Student or Learner
I would like to know here the equivalent of Lingjie in English.
For example, under zero degree water will turn from liquid into solid. Zero degree in Chinese is called lingjie degree. Lingjie, according to my understanding , is a point on which significant changes takes place. Before or after such point, with regards to substances, they are totally different, like solid and liquid.
So how to say lingjie in English?
The meaning of Lingjie in Chinese is far more than that. Another example is under certain degree, water will turn from liquid into vapor. The certain degree in Chinese can also be called Lingjie degree. The modifier is a vocabulary which can describe the point on which qualitative changes will occur.
Please look at Lingjie in the following context:
Due to the constant rising prices of raw materials and crude oil, the rocketing labor costs, the accelerating appreciation of RMB against USD, advanced countries’ pressure on china of limiting emission of polluted gases, as well as energy saving demands, it is estimated that the exporting costs of china’s company rises by from 20 to 30 percent.
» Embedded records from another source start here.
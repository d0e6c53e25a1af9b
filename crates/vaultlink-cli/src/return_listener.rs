//! Local return page for the popup flow
//!
//! A terminal has no window handle to watch. Instead the popup's `returnTo`
//! points here, and a hit on `/close` counts as the window closing.

use std::sync::atomic::{AtomicBool, Ordering};
use std::sync::Arc;
use std::thread::{self, JoinHandle};

use anyhow::{anyhow, Context, Result};
use tiny_http::{Header, Response, Server};
use url::Url;
use vaultlink_core::PopupWindow;

pub const CLOSE_PATH: &str = "/close";

const CLOSE_PAGE: &str = "<!doctype html><html><body>\
<p>Authorization finished. You can close this window and return to the terminal.</p>\
<script>window.close()</script></body></html>";

pub struct ReturnListener {
    server: Arc<Server>,
    close_url: Url,
    closed: Arc<AtomicBool>,
    thread: Option<JoinHandle<()>>,
}

impl ReturnListener {
    /// Bind on an ephemeral loopback port
    pub fn bind() -> Result<Self> {
        let server = Server::http("127.0.0.1:0")
            .map_err(|e| anyhow!("Failed to bind return listener: {}", e))?;
        let addr = server
            .server_addr()
            .to_ip()
            .context("Return listener has no IP address")?;
        let close_url = Url::parse(&format!("http://{}{}", addr, CLOSE_PATH))?;

        let server = Arc::new(server);
        let closed = Arc::new(AtomicBool::new(false));
        let thread = {
            let server = server.clone();
            let closed = closed.clone();
            thread::spawn(move || serve(&server, &closed))
        };

        tracing::debug!(url = %close_url, "Return listener started");
        Ok(Self {
            server,
            close_url,
            closed,
            thread: Some(thread),
        })
    }

    pub fn close_url(&self) -> &Url {
        &self.close_url
    }

    /// Handle for a freshly opened popup
    pub fn window(&self) -> ListenerWindow {
        self.closed.store(false, Ordering::SeqCst);
        ListenerWindow {
            closed: self.closed.clone(),
        }
    }
}

impl Drop for ReturnListener {
    fn drop(&mut self) {
        self.server.unblock();
        if let Some(thread) = self.thread.take() {
            let _ = thread.join();
        }
    }
}

fn serve(server: &Server, closed: &AtomicBool) {
    for request in server.incoming_requests() {
        let path = request.url().split('?').next().unwrap_or_default();
        let response = if path == CLOSE_PATH {
            closed.store(true, Ordering::SeqCst);
            tracing::info!("Authorization returned to the local close page");
            let page = Response::from_string(CLOSE_PAGE);
            match Header::from_bytes("Content-Type", "text/html; charset=utf-8") {
                Ok(header) => page.with_header(header),
                Err(()) => page,
            }
        } else {
            Response::from_string("Not found").with_status_code(404)
        };
        if let Err(e) = request.respond(response) {
            tracing::warn!(error = %e, "Failed to answer return request");
        }
    }
}

/// Closed once the browser lands on the close page
pub struct ListenerWindow {
    closed: Arc<AtomicBool>,
}

impl PopupWindow for ListenerWindow {
    fn is_closed(&self) -> bool {
        self.closed.load(Ordering::SeqCst)
    }
}
//! `vaultlink whoami`: probe the web app session

use anyhow::{Context, Result};
use url::Url;
use vaultlink_core::{SessionProbe, UserProfile};

pub fn describe(profile: &UserProfile) -> String {
    let name = profile
        .name
        .as_deref()
        .or(profile.email.as_deref())
        .or(profile.sub.as_deref())
        .unwrap_or("unknown user");
    match (&profile.email, &profile.sub) {
        (Some(email), _) if profile.name.is_some() => format!("{} <{}>", name, email),
        (_, Some(sub)) if name != sub => format!("{} ({})", name, sub),
        _ => name.to_string(),
    }
}

pub async fn execute(origin: Url) -> Result<()> {
    let probe = SessionProbe::new(origin.clone());
    let profile = probe
        .profile()
        .await
        .with_context(|| format!("Failed to reach {}", origin))?;

    match profile {
        Some(profile) => println!("Logged in as {}", describe(&profile)),
        None => println!(
            "Not logged in. Visit {}",
            origin.join(&vaultlink_core::links::login_url(&origin))?
        ),
    }
    Ok(())
}
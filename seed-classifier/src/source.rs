//! Reading events from JSON Lines ntuple dumps, one event per line.
use crate::event::Event;
use glob::{GlobError, PatternError};
use metrics::counter;
use seed_validation_common::metrics::metric_names::FILES_READ;
use std::{
    fmt::Display,
    fs::File,
    io::{BufRead, BufReader, Lines},
    path::{Path, PathBuf},
};
use thiserror::Error;
use tracing::{debug, info};

#[derive(Debug, Error)]
pub enum SourceError {
    #[error("Glob Pattern Error: {0}")]
    GlobPattern(#[from] PatternError),
    #[error("Glob Error: {0}")]
    Glob(#[from] GlobError),
    #[error("No input file matches {0}")]
    NoMatches(String),
    #[error("IO Error reading {path}: {source}")]
    IO {
        path: PathBuf,
        source: std::io::Error,
    },
    #[error("Cannot decode event at {location}: {source}")]
    Decode {
        location: EventLocation,
        source: serde_json::Error,
    },
}

/// Where an event was read from.
#[derive(Debug, Clone, PartialEq, Eq)]
pub struct EventLocation {
    pub path: PathBuf,
    /// One-based line number.
    pub line: usize,
}

impl Display for EventLocation {
    fn fmt(&self, f: &mut std::fmt::Formatter<'_>) -> std::fmt::Result {
        write!(f, "{}:{}", self.path.display(), self.line)
    }
}

#[derive(Debug, Clone, PartialEq)]
pub struct EventRecord {
    pub location: EventLocation,
    pub event: Event,
}

/// Expands each pattern into the paths it matches, in sorted order,
/// keeping the order of the patterns themselves.
/// A pattern matching nothing is an error.
pub fn expand_inputs<S: AsRef<str>>(patterns: &[S]) -> Result<Vec<PathBuf>, SourceError> {
    let mut paths = Vec::new();
    for pattern in patterns {
        let pattern = pattern.as_ref();
        let mut matches = glob::glob(pattern)?.collect::<Result<Vec<_>, _>>()?;
        if matches.is_empty() {
            return Err(SourceError::NoMatches(pattern.to_owned()));
        }
        matches.sort();
        paths.append(&mut matches);
    }
    info!("{} input file(s)", paths.len());
    Ok(paths)
}

/// Iterates over the events of one file. Blank lines are skipped.
pub struct EventReader<R> {
    path: PathBuf,
    lines: Lines<R>,
    line: usize,
}

impl EventReader<BufReader<File>> {
    pub fn open(path: &Path) -> Result<Self, SourceError> {
        debug!("Opening {}", path.display());
        let file = File::open(path).map_err(|source| SourceError::IO {
            path: path.to_owned(),
            source,
        })?;
        counter!(FILES_READ).increment(1);
        Ok(Self::new(path.to_owned(), BufReader::new(file)))
    }
}

impl<R: BufRead> EventReader<R> {
    pub fn new(path: PathBuf, reader: R) -> Self {
        Self {
            path,
            lines: reader.lines(),
            line: 0,
        }
    }
}

impl<R: BufRead> Iterator for EventReader<R> {
    type Item = Result<EventRecord, SourceError>;

    fn next(&mut self) -> Option<Self::Item> {
        loop {
            let line = self.lines.next()?;
            self.line += 1;
            let line = match line {
                Ok(line) => line,
                Err(source) => {
                    return Some(Err(SourceError::IO {
                        path: self.path.clone(),
                        source,
                    }));
                }
            };
            if line.trim().is_empty() {
                continue;
            }
            let location = EventLocation {
                path: self.path.clone(),
                line: self.line,
            };
            return Some(match serde_json::from_str::<Event>(&line) {
                Ok(event) => Ok(EventRecord { location, event }),
                Err(source) => Err(SourceError::Decode { location, source }),
            });
        }
    }
}

/// Reads several files one after the other, as a single sequence of events.
pub struct EventChain {
    paths: std::vec::IntoIter<PathBuf>,
    current: Option<EventReader<BufReader<File>>>,
}

impl EventChain {
    pub fn new(paths: Vec<PathBuf>) -> Self {
        Self {
            paths: paths.into_iter(),
            current: None,
        }
    }
}

impl Iterator for EventChain {
    type Item = Result<EventRecord, SourceError>;

    fn next(&mut self) -> Option<Self::Item> {
        loop {
            if let Some(reader) = &mut self.current {
                if let Some(record) = reader.next() {
                    return Some(record);
                }
                self.current = None;
            }
            let path = self.paths.next()?;
            match EventReader::open(&path) {
                Ok(reader) => self.current = Some(reader),
                Err(e) => return Some(Err(e)),
            }
        }
    }
}

/// Counts the non-blank lines of the files, which is the number of events they hold.
pub fn count_events(paths: &[PathBuf]) -> Result<usize, SourceError> {
    let mut total = 0;
    for path in paths {
        let file = File::open(path).map_err(|source| SourceError::IO {
            path: path.clone(),
            source,
        })?;
        for line in BufReader::new(file).lines() {
            let line = line.map_err(|source| SourceError::IO {
                path: path.clone(),
                source,
            })?;
            if !line.trim().is_empty() {
                total += 1;
            }
        }
    }
    Ok(total)
}
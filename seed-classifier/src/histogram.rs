use itertools::Itertools;
use ndarray_stats::histogram::{Bins, Edges};
use noisy_float::types::N64;
use seed_validation_common::Real;
use serde::Serialize;
use thiserror::Error;
use tracing::warn;

#[derive(Debug, Error, PartialEq)]
pub enum HistogramError {
    #[error("Histogram {0} needs at least two strictly increasing edges")]
    InvalidEdges(String),
    #[error("Histograms {0} and {1} have different bin edges")]
    IncompatibleBinning(String, String),
    #[error("Histogram family {family} has no category {category}, it has {len}")]
    UnknownCategory {
        family: String,
        category: usize,
        len: usize,
    },
    #[error("Histogram family {family} needs at least one category")]
    EmptyFamily { family: String },
}

/// One bin of a histogram, or of a ratio of two histograms.
#[derive(Debug, Clone, Copy, PartialEq, Serialize)]
pub struct Bin {
    pub low: Real,
    pub high: Real,
    pub value: Real,
}

#[derive(Debug, Clone, Copy, PartialEq, Eq)]
pub enum BinLocation {
    Underflow,
    Bin(usize),
    Overflow,
}

/// A one dimensional histogram with fixed edges.
///
/// Bins include their lower edge and exclude their upper edge, so a value equal
/// to the last edge goes to the overflow. Contents only ever grow.
#[derive(Debug, Clone, PartialEq)]
pub struct Histogram {
    name: String,
    bins: Bins<N64>,
    values: Vec<Real>,
    underflow: Real,
    overflow: Real,
    entries: u64,
}

impl Histogram {
    /// The edges must be strictly increasing and not NaN.
    pub fn new(name: impl Into<String>, edges: Vec<Real>) -> Result<Self, HistogramError> {
        let name = name.into();
        if edges.len() < 2 || !edges.iter().tuple_windows().all(|(low, high)| low < high) {
            return Err(HistogramError::InvalidEdges(name));
        }
        let Some(edges) = edges.into_iter().map(N64::try_new).collect::<Option<Vec<_>>>() else {
            return Err(HistogramError::InvalidEdges(name));
        };
        let bins = Bins::new(Edges::from(edges));
        Ok(Self {
            name,
            values: vec![0.0; bins.len()],
            bins,
            underflow: 0.0,
            overflow: 0.0,
            entries: 0,
        })
    }

    pub fn name(&self) -> &str {
        &self.name
    }

    pub fn values(&self) -> &[Real] {
        &self.values
    }

    pub fn value(&self, bin: usize) -> Option<Real> {
        self.values.get(bin).copied()
    }

    pub fn underflow(&self) -> Real {
        self.underflow
    }

    pub fn overflow(&self) -> Real {
        self.overflow
    }

    /// Number of fills, whatever their weight.
    pub fn entries(&self) -> u64 {
        self.entries
    }

    /// Sum of the in-range bins.
    pub fn integral(&self) -> Real {
        self.values.iter().sum()
    }

    /// NaN values land in the underflow.
    pub fn find_bin(&self, value: Real) -> BinLocation {
        let Some(value) = N64::try_new(value) else {
            return BinLocation::Underflow;
        };
        match self.bins.index_of(&value) {
            Some(bin) => BinLocation::Bin(bin),
            None if value < self.bins.index(0).start => BinLocation::Underflow,
            None => BinLocation::Overflow,
        }
    }

    pub fn fill(&mut self, value: Real) {
        self.fill_weighted(value, 1.0)
    }

    /// Adds `weight` to the bin containing `value`.
    /// Negative and NaN weights are refused, as they would decrement the contents.
    pub fn fill_weighted(&mut self, value: Real, weight: Real) {
        if weight.is_nan() || weight < 0.0 {
            warn!("Refusing weight {weight} for histogram {}", self.name);
            return;
        }
        self.entries += 1;
        let slot = match self.find_bin(value) {
            BinLocation::Underflow => &mut self.underflow,
            BinLocation::Overflow => &mut self.overflow,
            BinLocation::Bin(bin) => match self.values.get_mut(bin) {
                Some(slot) => slot,
                None => return,
            },
        };
        *slot += weight;
    }

    /// Iterates over the `(low, high, value)` triples in edge order.
    pub fn bins(&self) -> impl Iterator<Item = Bin> + '_ {
        self.values.iter().enumerate().map(|(bin, &value)| {
            let range = self.bins.index(bin);
            Bin {
                low: range.start.raw(),
                high: range.end.raw(),
                value,
            }
        })
    }

    fn check_binning(&self, other: &Histogram) -> Result<(), HistogramError> {
        if self.bins == other.bins {
            Ok(())
        } else {
            Err(HistogramError::IncompatibleBinning(
                self.name.clone(),
                other.name.clone(),
            ))
        }
    }

    /// Adds the contents of `other`, which must have the same edges.
    pub fn merge(&mut self, other: &Histogram) -> Result<(), HistogramError> {
        self.check_binning(other)?;
        for (value, other) in self.values.iter_mut().zip(&other.values) {
            *value += other;
        }
        self.underflow += other.underflow;
        self.overflow += other.overflow;
        self.entries += other.entries;
        Ok(())
    }

    /// Divides this histogram bin by bin by `denominator`.
    /// Bins with an empty denominator have an undefined (NaN) ratio.
    pub fn ratio(&self, denominator: &Histogram) -> Result<Vec<Bin>, HistogramError> {
        self.check_binning(denominator)?;
        Ok(self
            .bins()
            .zip(&denominator.values)
            .map(|(bin, &denominator)| Bin {
                value: if denominator == 0.0 {
                    Real::NAN
                } else {
                    bin.value / denominator
                },
                ..bin
            })
            .collect())
    }

    /// Fraction of the integral of `total` held by this histogram, NaN if `total` is empty.
    pub fn share_of(&self, total: &Histogram) -> Real {
        let total = total.integral();
        if total == 0.0 {
            Real::NAN
        } else {
            self.integral() / total
        }
    }
}

/// Histograms with common edges, one per category, addressed by category index.
#[derive(Debug, Clone, PartialEq)]
pub struct HistogramFamily {
    name: String,
    histograms: Vec<Histogram>,
}

impl HistogramFamily {
    /// Creates one histogram named `<name>_<label>` per label.
    pub fn new<S: AsRef<str>>(
        name: &str,
        labels: &[S],
        edges: &[Real],
    ) -> Result<Self, HistogramError> {
        if labels.is_empty() {
            return Err(HistogramError::EmptyFamily {
                family: name.to_owned(),
            });
        }
        let histograms = labels
            .iter()
            .map(|label| Histogram::new(format!("{name}_{}", label.as_ref()), edges.to_vec()))
            .collect::<Result<_, _>>()?;
        Ok(Self {
            name: name.to_owned(),
            histograms,
        })
    }

    pub fn get(&self, category: usize) -> Option<&Histogram> {
        self.histograms.get(category)
    }

    pub fn iter(&self) -> impl Iterator<Item = &Histogram> + '_ {
        self.histograms.iter()
    }

    pub fn fill_weighted(
        &mut self,
        category: usize,
        value: Real,
        weight: Real,
    ) -> Result<(), HistogramError> {
        let len = self.histograms.len();
        self.histograms
            .get_mut(category)
            .ok_or_else(|| HistogramError::UnknownCategory {
                family: self.name.clone(),
                category,
                len,
            })?
            .fill_weighted(value, weight);
        Ok(())
    }

    pub fn merge(&mut self, other: &HistogramFamily) -> Result<(), HistogramError> {
        if self.histograms.len() != other.histograms.len() {
            return Err(HistogramError::IncompatibleBinning(
                self.name.clone(),
                other.name.clone(),
            ));
        }
        for (histogram, other) in self.histograms.iter_mut().zip(&other.histograms) {
            histogram.merge(other)?;
        }
        Ok(())
    }
}

#[cfg(test)]
mod tests {
    use super::*;
    use assert_approx_eq::assert_approx_eq;

    fn histogram() -> Histogram {
        Histogram::new("test", vec![0.0, 1.0, 2.0, 4.0]).expect("edges are valid")
    }

    #[test]
    fn invalid_edges() {
        assert!(Histogram::new("a", vec![]).is_err());
        assert!(Histogram::new("a", vec![1.0]).is_err());
        assert!(Histogram::new("a", vec![1.0, 1.0]).is_err());
        assert!(Histogram::new("a", vec![0.0, Real::NAN, 1.0]).is_err());
        assert_eq!(
            Histogram::new("a", vec![2.0, 1.0]),
            Err(HistogramError::InvalidEdges("a".to_owned()))
        );
    }

    #[test]
    fn find_bin_edges() {
        let hist = histogram();
        assert_eq!(hist.find_bin(-0.1), BinLocation::Underflow);
        assert_eq!(hist.find_bin(0.0), BinLocation::Bin(0));
        assert_eq!(hist.find_bin(0.99), BinLocation::Bin(0));
        assert_eq!(hist.find_bin(1.0), BinLocation::Bin(1));
        assert_eq!(hist.find_bin(3.99), BinLocation::Bin(2));
        assert_eq!(hist.find_bin(4.0), BinLocation::Overflow);
        assert_eq!(hist.find_bin(Real::NAN), BinLocation::Underflow);
        assert_eq!(hist.find_bin(Real::INFINITY), BinLocation::Overflow);
        assert_eq!(hist.find_bin(Real::NEG_INFINITY), BinLocation::Underflow);
    }

    #[test]
    fn fill_accumulates() {
        let mut hist = histogram();
        hist.fill(0.5);
        hist.fill(0.5);
        hist.fill_weighted(2.5, 3.0);
        hist.fill(10.0);
        hist.fill(-1.0);
        assert_eq!(hist.values(), &[2.0, 0.0, 3.0]);
        assert_eq!(hist.overflow(), 1.0);
        assert_eq!(hist.underflow(), 1.0);
        assert_eq!(hist.entries(), 5);
        assert_eq!(hist.integral(), 5.0);
    }

    #[test]
    fn zero_weight_counts_an_entry_only() {
        let mut hist = histogram();
        hist.fill_weighted(1.5, 0.0);
        assert_eq!(hist.entries(), 1);
        assert_eq!(hist.integral(), 0.0);
    }

    #[test]
    fn negative_weight_refused() {
        let mut hist = histogram();
        hist.fill(1.5);
        hist.fill_weighted(1.5, -1.0);
        hist.fill_weighted(1.5, Real::NAN);
        assert_eq!(hist.value(1), Some(1.0));
        assert_eq!(hist.entries(), 1);
    }

    #[test]
    fn bins_are_edge_triples() {
        let mut hist = histogram();
        hist.fill(1.5);
        let bins = hist.bins().collect::<Vec<_>>();
        assert_eq!(
            bins,
            vec![
                Bin {
                    low: 0.0,
                    high: 1.0,
                    value: 0.0
                },
                Bin {
                    low: 1.0,
                    high: 2.0,
                    value: 1.0
                },
                Bin {
                    low: 2.0,
                    high: 4.0,
                    value: 0.0
                },
            ]
        );
    }

    #[test]
    fn merge_adds() {
        let mut first = histogram();
        let mut second = histogram();
        first.fill(0.5);
        second.fill(0.5);
        second.fill(5.0);
        first.merge(&second).expect("same binning");
        assert_eq!(first.values(), &[2.0, 0.0, 0.0]);
        assert_eq!(first.overflow(), 1.0);
        assert_eq!(first.entries(), 3);
    }

    #[test]
    fn merge_refuses_other_binning() {
        let mut first = histogram();
        let second = Histogram::new("other", vec![0.0, 1.0]).expect("edges are valid");
        assert_eq!(
            first.merge(&second),
            Err(HistogramError::IncompatibleBinning(
                "test".to_owned(),
                "other".to_owned()
            ))
        );
    }

    #[test]
    fn ratio_with_empty_denominator() {
        let mut numerator = histogram();
        let mut denominator = histogram();
        numerator.fill(0.5);
        denominator.fill(0.5);
        denominator.fill(0.5);
        denominator.fill(1.5);
        let ratio = numerator.ratio(&denominator).expect("same binning");
        assert_approx_eq!(ratio[0].value, 0.5);
        assert_eq!(ratio[1].value, 0.0);
        assert!(ratio[2].value.is_nan());
        assert_eq!((ratio[2].low, ratio[2].high), (2.0, 4.0));
    }

    #[test]
    fn share_of_empty_total() {
        let numerator = histogram();
        let total = histogram();
        assert!(numerator.share_of(&total).is_nan());
    }

    #[test]
    fn family_names_and_fills() {
        let mut family =
            HistogramFamily::new("pt", &["a", "b"], &[0.0, 1.0, 2.0]).expect("valid family");
        assert_eq!(family.iter().count(), 2);
        assert_eq!(family.get(1).map(Histogram::name), Some("pt_b"));
        family.fill_weighted(1, 0.5, 1.0).expect("category exists");
        assert_eq!(family.get(1).and_then(|h| h.value(0)), Some(1.0));
        assert_eq!(
            family.fill_weighted(2, 0.5, 1.0),
            Err(HistogramError::UnknownCategory {
                family: "pt".to_owned(),
                category: 2,
                len: 2
            })
        );
    }

    #[test]
    fn empty_family() {
        let labels: [&str; 0] = [];
        assert!(HistogramFamily::new("pt", &labels, &[0.0, 1.0]).is_err());
    }
}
As a result of that , the total export volume of the first half of 2008 increased by 21.9 percent, down about 5.7 percent compared with the same period last year. Some economic experts consider the increase rate of 21. 9 percent as Lingjie point. If the economy increasing speed went down of such point, a lot more companies would go out of business and china’s economy would be impacted severely.
Last edited by sky753; 11-Jul-2008 at 07:18.
critical point? turning point? threshold? point of equilibrium? transition point?
not a teacher
How about . . .
Some economic experts consider the increase rate of 21. 9 percent as a danger sign that the economy might self-implode.
There's also triple point (三态点) -- of a substance, the temperature and pressure at which three phases (for example, gas. liquid, and solid) of that substance coexist in thermodynamic equilibrium.
Could you provide us with the Chinese characters, please.